── THE DATA ──

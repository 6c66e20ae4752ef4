// Uniform command surface over the registry and the connection manager.
// Device-addressed calls fail fast with NotConnected when no transport is active.

use crate::adb::{
    AppInfo, BridgeTransport, ConnectionState, DEFAULT_ADB_PORT, Device, RemoteError,
    RemoteResult, ScreenshotCapture, Transport,
};
use crate::config::{BridgeEndpoint, RemoteConfig};
use crate::manager::ConnectionManager;
use crate::registry::{DeviceRegistry, JsonFileStore};
use crate::wol::{self, MacAddress};
use std::sync::Arc;

pub struct RemoteControl {
    registry: DeviceRegistry,
    manager: ConnectionManager,
}

impl RemoteControl {
    /// Bridge endpoint precedence: explicit config, then the persisted
    /// override, then the default.
    pub fn new(config: &RemoteConfig, registry: DeviceRegistry) -> Self {
        let endpoint = config
            .bridge
            .clone()
            .or_else(|| registry.bridge_endpoint())
            .unwrap_or_default();
        log::debug!(
            "Remote: transport={} bridge={endpoint} state={}",
            config.transport,
            config.state_path.display()
        );
        Self {
            manager: ConnectionManager::new(config.transport, endpoint, config.timeouts.clone()),
            registry,
        }
    }

    pub fn from_config(config: &RemoteConfig) -> Self {
        let registry = DeviceRegistry::open(JsonFileStore::new(&config.state_path));
        Self::new(config, registry)
    }

    pub fn registry(&self) -> &DeviceRegistry {
        &self.registry
    }

    pub fn manager(&self) -> &ConnectionManager {
        &self.manager
    }

    /// Find a saved device by id, or build one from an `ip[:port]` string.
    pub fn resolve_device(&self, id: &str) -> RemoteResult<Device> {
        if let Some(device) = self.registry.get(id) {
            return Ok(device);
        }
        let (ip, port) = match id.rsplit_once(':') {
            Some((ip, port)) => {
                let port = port.parse().map_err(|_| RemoteError::NotConnected {
                    device_id: id.to_string(),
                })?;
                (ip, port)
            }
            None => (id, DEFAULT_ADB_PORT),
        };
        if ip.is_empty() {
            return Err(RemoteError::NotConnected {
                device_id: id.to_string(),
            });
        }
        Ok(Device::new(ip, port, None))
    }

    pub async fn connect(&self, device: &Device) -> RemoteResult<Device> {
        let transport = self.manager.connect(device).await?;
        let connected = transport.device().clone();
        if let Err(e) = self
            .registry
            .upsert(connected.clone())
            .and_then(|_| self.registry.set_last_connected(&connected.id))
        {
            log::warn!("Remote: connected but could not save {}: {e}", connected.id);
        }
        Ok(connected)
    }

    pub async fn disconnect(&self, device_id: &str) -> RemoteResult<()> {
        if self.manager.disconnect(device_id).await {
            Ok(())
        } else {
            Err(RemoteError::NotConnected {
                device_id: device_id.to_string(),
            })
        }
    }

    pub async fn state(&self, device_id: &str) -> ConnectionState {
        self.manager.state(device_id).await
    }

    /// Ask the relay to scan the LAN and save what it finds.
    pub async fn scan_network(&self) -> RemoteResult<Vec<Device>> {
        let devices = BridgeTransport::scan(self.manager.endpoint(), self.manager.timeouts()).await?;
        for device in &devices {
            self.registry.upsert(device.clone())?;
        }
        Ok(devices)
    }

    pub fn add_device(&self, ip: &str, name: Option<&str>, port: Option<u16>) -> RemoteResult<Device> {
        self.registry.add(ip, name, port.unwrap_or(DEFAULT_ADB_PORT))
    }

    /// Forget a device, disconnecting it first when it is active.
    pub async fn remove_device(&self, device_id: &str) -> RemoteResult<bool> {
        if self.manager.disconnect(device_id).await {
            log::info!("Remote: disconnected {device_id} before removal");
        }
        self.registry.remove(device_id)
    }

    pub fn list_devices(&self) -> Vec<Device> {
        self.registry.list()
    }

    async fn transport(&self, device_id: &str) -> RemoteResult<Arc<Transport>> {
        self.manager
            .get(device_id)
            .await
            .ok_or_else(|| RemoteError::NotConnected {
                device_id: device_id.to_string(),
            })
    }

    // Drop the transport when the error says its connection is gone
    async fn settle<T>(&self, device_id: &str, result: RemoteResult<T>) -> RemoteResult<T> {
        if let Err(e) = &result {
            if e.is_connection_lost() {
                self.manager.discard(device_id, e.to_string()).await;
            }
        }
        result
    }

    pub async fn send_key(&self, device_id: &str, code: &str) -> RemoteResult<()> {
        let transport = self.transport(device_id).await?;
        let result = transport.send_key(code).await;
        self.settle(device_id, result).await
    }

    pub async fn send_text(&self, device_id: &str, text: &str) -> RemoteResult<()> {
        let transport = self.transport(device_id).await?;
        let result = transport.send_text(text).await;
        self.settle(device_id, result).await
    }

    pub async fn move_cursor(&self, device_id: &str, dx: i32, dy: i32) -> RemoteResult<()> {
        let transport = self.transport(device_id).await?;
        let result = transport.move_cursor(dx, dy).await;
        self.settle(device_id, result).await
    }

    pub async fn tap(&self, device_id: &str) -> RemoteResult<()> {
        let transport = self.transport(device_id).await?;
        let result = transport.tap().await;
        self.settle(device_id, result).await
    }

    pub async fn scroll(&self, device_id: &str, delta_y: i32) -> RemoteResult<()> {
        let transport = self.transport(device_id).await?;
        let result = transport.scroll(delta_y).await;
        self.settle(device_id, result).await
    }

    pub async fn fetch_apps(&self, device_id: &str) -> RemoteResult<Vec<AppInfo>> {
        let transport = self.transport(device_id).await?;
        let result = transport.get_apps().await;
        self.settle(device_id, result).await
    }

    pub async fn launch_app(&self, device_id: &str, package: &str) -> RemoteResult<()> {
        let transport = self.transport(device_id).await?;
        let result = transport.launch_app(package).await;
        self.settle(device_id, result).await
    }

    pub async fn power_off(&self, device_id: &str) -> RemoteResult<()> {
        let transport = self.transport(device_id).await?;
        let result = transport.power_off().await;
        self.settle(device_id, result).await
    }

    /// `Ok(None)` when the device did not deliver an image in time.
    pub async fn take_screenshot(&self, device_id: &str) -> RemoteResult<Option<ScreenshotCapture>> {
        let transport = self.transport(device_id).await?;
        let result = transport.take_screenshot().await;
        self.settle(device_id, result).await
    }

    /// Send a magic packet. Through the relay when `device_id` has an active
    /// bridge transport, otherwise from this host. Without an explicit MAC the
    /// cached one is used.
    pub async fn wake_on_lan(&self, device_id: Option<&str>, mac: Option<&str>) -> RemoteResult<bool> {
        let mac: MacAddress = match mac {
            Some(value) => value.parse()?,
            None => self
                .registry
                .mac_address()
                .ok_or_else(|| RemoteError::InvalidMacAddress {
                    value: String::new(),
                })?,
        };

        let transport = match device_id {
            Some(id) => self.manager.get(id).await,
            None => None,
        };
        match (transport, device_id) {
            (Some(transport), Some(id)) => {
                let result = transport.wake_on_lan(&mac).await;
                self.settle(id, result).await
            }
            _ => {
                wol::send_magic_packet(&mac).await?;
                Ok(true)
            }
        }
    }

    pub fn save_mac_address(&self, mac: &str) -> RemoteResult<MacAddress> {
        let mac: MacAddress = mac.parse()?;
        self.registry.save_mac_address(&mac)?;
        log::info!("Remote: saved MAC {mac}");
        Ok(mac)
    }

    /// Persist a bridge endpoint override; used by the next session.
    pub fn set_bridge_endpoint(&self, endpoint: BridgeEndpoint) -> RemoteResult<()> {
        self.registry.set_bridge_endpoint(endpoint)
    }

    /// Disconnect every device. Call before the process exits.
    pub async fn shutdown(&self) {
        self.manager.disconnect_all().await;
    }
}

───

List every line above containing the word "return".

            return Ok(device);
            return Err(RemoteError::NotConnected {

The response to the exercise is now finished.